To see all of the subcommands, run

$ ./mock-data-generator.py --help
usage: mock-data-generator.py [-h]
                              {version,random-to-stdout,random-to-kafka,url-to-stdout,url-to-kafka}
                              ...

Generate mock data from a URL-addressable file or templated random data. For
more information, see https://github.com/Senzing/mock-data-generator

positional arguments:
  {version,random-to-stdout,random-to-kafka,url-to-stdout,url-to-kafka}
                        Subcommands (SENZING_SUBCOMMAND):
    version             Print version of mock-data-generator.py.
    random-to-stdout    Send random data to STDOUT
    random-to-kafka     Send random data to Kafka
    url-to-stdout       Send HTTP or file data to STDOUT
    url-to-kafka        Send HTTP or file data to Kafka

optional arguments:
  -h, --help            show this help message and exit

To see the options for a subcommand, run commands like:

./mock-data-generator.py random-to-stdout --help

Contents

  1. Using Command Line
    1. Prerequisite software
    2. Set environment variables
    3. Clone repository
    4. Install
    5. Demonstrate
  2. Using Docker
    1. Build docker image
    2. Configuration
    3. Run docker image
      1. Demonstrate random to STDOUT
      2. Demonstrate random to Kafka
      3. Demonstrate URL to STDOUT
      4. Demonstrate URL to Kafka
  3. Developing
    1. Build docker image for development
  4. Errors

Using Command Line

Prerequisite software

The following software programs need to be installed.
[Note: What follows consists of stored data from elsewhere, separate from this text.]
//! Two-phase reconstruction of both LST bands over a processing period

use crate::config::LstFillConfig;
use crate::core::convert::UnitConverter;
use crate::core::gap_fill::TemporalGapFiller;
use crate::core::long_term_mean::LongTermMeanEngine;
use crate::core::merge::TemporalMerger;
use crate::core::reconstruct::Reconstructor;
use crate::core::residual::ResidualEngine;
use crate::core::smoothing::SpatialSmoother;
use crate::core::statistics::CoverageStatistics;
use crate::io::archive::ObservationArchive;
use crate::io::region::RegionMask;
use crate::types::{Band, LstResult, Observation, Raster, ReconstructedRaster, TimeSeries};
use chrono::NaiveDate;
use std::time::Instant;

/// A date that could not be loaded or reconstructed
#[derive(Debug, Clone, PartialEq)]
pub struct DateFailure {
    pub date: NaiveDate,
    pub band: Band,
    pub reason: String,
}

/// Output of one band
#[derive(Debug, Clone)]
pub struct BandReconstruction {
    pub band: Band,
    /// Long-term mean in °C
    pub long_term_mean: Raster,
    /// Quality-filtered, merged, converted input series
    pub merged: TimeSeries,
    /// One raster per successfully processed day, ascending
    pub days: Vec<ReconstructedRaster>,
    pub failures: Vec<DateFailure>,
}

impl BandReconstruction {
    pub fn day(&self, date: NaiveDate) -> Option<&ReconstructedRaster> {
        self.days
            .binary_search_by_key(&date, |r| r.date)
            .ok()
            .map(|i| &self.days[i])
    }
}

/// Output of a full run
#[derive(Debug, Clone)]
pub struct ReconstructionReport {
    pub bands: Vec<BandReconstruction>,
}

impl ReconstructionReport {
    pub fn band(&self, band: Band) -> Option<&BandReconstruction> {
        self.bands.iter().find(|b| b.band == band)
    }

    pub fn failures(&self) -> impl Iterator<Item = &DateFailure> {
        self.bands.iter().flat_map(|b| b.failures.iter())
    }
}

/// Gap-filling pipeline over a fixed region and configuration
pub struct LstPipeline {
    config: LstFillConfig,
    region: RegionMask,
    converter: UnitConverter,
    smoother: SpatialSmoother,
    gap_filler: TemporalGapFiller,
}

impl LstPipeline {
    pub fn new(config: LstFillConfig, region: RegionMask) -> LstResult<Self> {
        config.validate()?;
        let smoother = SpatialSmoother::with_params(config.smoothing);
        Ok(Self {
            converter: UnitConverter::with_params(config.conversion),
            gap_filler: TemporalGapFiller::with_params(config.gap_fill, smoother.clone()),
            smoother,
            config,
            region,
        })
    }

    pub fn config(&self) -> &LstFillConfig {
        &self.config
    }

    pub fn region(&self) -> &RegionMask {
        &self.region
    }

    /// Reconstructs the day and night bands from two sensor archives.
    ///
    /// The first archive takes precedence for same-day entries.
    pub fn run(
        &self,
        primary: &dyn ObservationArchive,
        secondary: &dyn ObservationArchive,
    ) -> LstResult<ReconstructionReport> {
        primary.grid().ensure_compatible(secondary.grid())?;
        self.region.ensure_shape(primary.grid().shape())?;

        log::info!(
            "🚀 Reconstructing {} days from {} to {} ({} + {})",
            self.config.period.len_days(),
            self.config.period.start,
            self.config.period.end,
            primary.sensor(),
            secondary.sensor()
        );

        let bands = Band::ALL
            .iter()
            .map(|&band| self.run_band(band, primary, secondary))
            .collect::<LstResult<Vec<_>>>()?;

        Ok(ReconstructionReport { bands })
    }

    /// Reconstructs one band from two sensor archives
    pub fn run_band(
        &self,
        band: Band,
        primary: &dyn ObservationArchive,
        secondary: &dyn ObservationArchive,
    ) -> LstResult<BandReconstruction> {
        primary.grid().ensure_compatible(secondary.grid())?;

        let (first, mut failures) = self.load_series(primary, band)?;
        let (second, second_failures) = self.load_series(secondary, band)?;
        failures.extend(second_failures);

        let merged = TemporalMerger::merge(&first, &second)?;
        let mut result = self.reconstruct_merged(&merged)?;
        failures.append(&mut result.failures);
        failures.sort_by_key(|f| f.date);
        result.failures = failures;
        Ok(result)
    }

    /// Quality-filtered series of one band for the period.
    ///
    /// Unreadable days are reported and skipped, and count as unobserved.
    pub fn load_series(
        &self,
        archive: &dyn ObservationArchive,
        band: Band,
    ) -> LstResult<(TimeSeries, Vec<DateFailure>)> {
        let sensor = archive.sensor();
        let dates: Vec<NaiveDate> = archive
            .dates(band)
            .into_iter()
            .filter(|d| self.config.period.contains(*d))
            .collect();

        let load = |date: &NaiveDate| -> LstResult<Option<Observation>> {
            match archive.read(*date, band)? {
                Some(raw) => {
                    archive.grid().ensure_shape(raw.values.shape())?;
                    raw.filter(*date, band, sensor).map(Some)
                }
                None => Ok(None),
            }
        };

        #[cfg(feature = "parallel")]
        let loaded: Vec<_> = {
            use rayon::prelude::*;
            dates.par_iter().map(|d| (*d, load(d))).collect()
        };
        #[cfg(not(feature = "parallel"))]
        let loaded: Vec<_> = dates.iter().map(|d| (*d, load(d))).collect();

        let mut entries = Vec::with_capacity(loaded.len());
        let mut failures = Vec::new();
        for (date, outcome) in loaded {
            match outcome {
                Ok(Some(observation)) => entries.push(observation),
                Ok(None) => {}
                Err(e) => {
                    log::warn!("Skipping {} {} {}: {}", sensor, band, date, e);
                    failures.push(DateFailure {
                        date,
                        band,
                        reason: e.to_string(),
                    });
                }
            }
        }

        let series = TimeSeries::new(band, archive.grid().clone(), entries)?;
        let coverage = series_coverage(&series, &self.region);
        log::info!(
            "Loaded {} {} observations of {} ({} filtered by {}), mean region coverage {:.1}%",
            series.len(),
            sensor,
            sensor.product_id(),
            band.source_name(),
            band.quality_name(),
            mean_percent(&coverage)
        );
        Ok((series, failures))
    }

    /// Runs both phases on an already merged, quality-filtered series of digital numbers
    pub fn reconstruct_merged(&self, merged: &TimeSeries) -> LstResult<BandReconstruction> {
        let band = merged.band();
        self.region.ensure_shape(merged.grid().shape())?;
        let started = Instant::now();

        // Phase 1: whole-period statistics
        let converted = self.converter.convert_series(merged)?;
        let long_term_mean = LongTermMeanEngine::compute(&converted)?;
        let residuals = ResidualEngine::compute(&converted, &long_term_mean)?;
        let smoothed = ResidualEngine::smoothed(&residuals, &self.smoother)?;
        log::info!(
            "{} phase 1 finished in {:.2}s",
            band,
            started.elapsed().as_secs_f64()
        );

        // Phase 2: independent per-date reconstruction
        let reconstructor = Reconstructor::new(band, &long_term_mean, &self.region)?;
        let reconstruct_date = |date: NaiveDate| -> LstResult<ReconstructedRaster> {
            let filled = self.gap_filler.fill(&smoothed, &residuals, date)?;
            let observed = self.gap_filler.original(&converted, date)?;
            reconstructor.reconstruct(&filled, observed.as_ref())
        };

        let dates = self.config.period.days();
        #[cfg(feature = "parallel")]
        let outcomes: Vec<_> = {
            use rayon::prelude::*;
            dates.par_iter().map(|&d| (d, reconstruct_date(d))).collect()
        };
        #[cfg(not(feature = "parallel"))]
        let outcomes: Vec<_> = dates.iter().map(|&d| (d, reconstruct_date(d))).collect();

        let mut days = Vec::with_capacity(outcomes.len());
        let mut failures = Vec::new();
        for (date, outcome) in outcomes {
            match outcome {
                Ok(raster) => days.push(raster),
                Err(e) => {
                    log::warn!("Reconstruction of {} {} failed: {}", band, date, e);
                    failures.push(DateFailure {
                        date,
                        band,
                        reason: e.to_string(),
                    });
                }
            }
        }

        self.log_coverage(band, &series_coverage(&converted, &self.region), &days);
        log::info!(
            "✅ {} reconstruction: {} days, {} failures in {:.2}s",
            band,
            days.len(),
            failures.len(),
            started.elapsed().as_secs_f64()
        );

        Ok(BandReconstruction {
            band,
            long_term_mean,
            merged: converted,
            days,
            failures,
        })
    }

    fn log_coverage(&self, band: Band, before: &[f64], days: &[ReconstructedRaster]) {
        let after: Vec<f64> = days
            .iter()
            .filter_map(|d| CoverageStatistics::compute(&d.raster, &self.region).ok())
            .filter_map(|c| c.coverage_percent())
            .collect();

        log::info!(
            "📊 {} mean region coverage: {:.1}% observed, {:.1}% reconstructed",
            band,
            mean_percent(before),
            mean_percent(&after)
        );
    }
}

fn mean_percent(values: &[f64]) -> f64 {
    if values.is_empty() {
        0.0
    } else {
        values.iter().sum::<f64>() / values.len() as f64
    }
}

fn series_coverage(series: &TimeSeries, region: &RegionMask) -> Vec<f64> {
    series
        .iter()
        .filter_map(|o| CoverageStatistics::compute(&o.raster, region).ok())
        .filter_map(|c| c.coverage_percent())
        .collect()
}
  1. YUM-based installs - For Red Hat, CentOS, openSuse and others.

    sudo yum -y install epel-release
    sudo yum -y install git
  2. APT-based installs - For Ubuntu and others

    sudo apt update
    sudo apt -y install git

Set environment variables

  1. These variables may be modified, but do not need to be modified. The variables are used throughout the installation procedure.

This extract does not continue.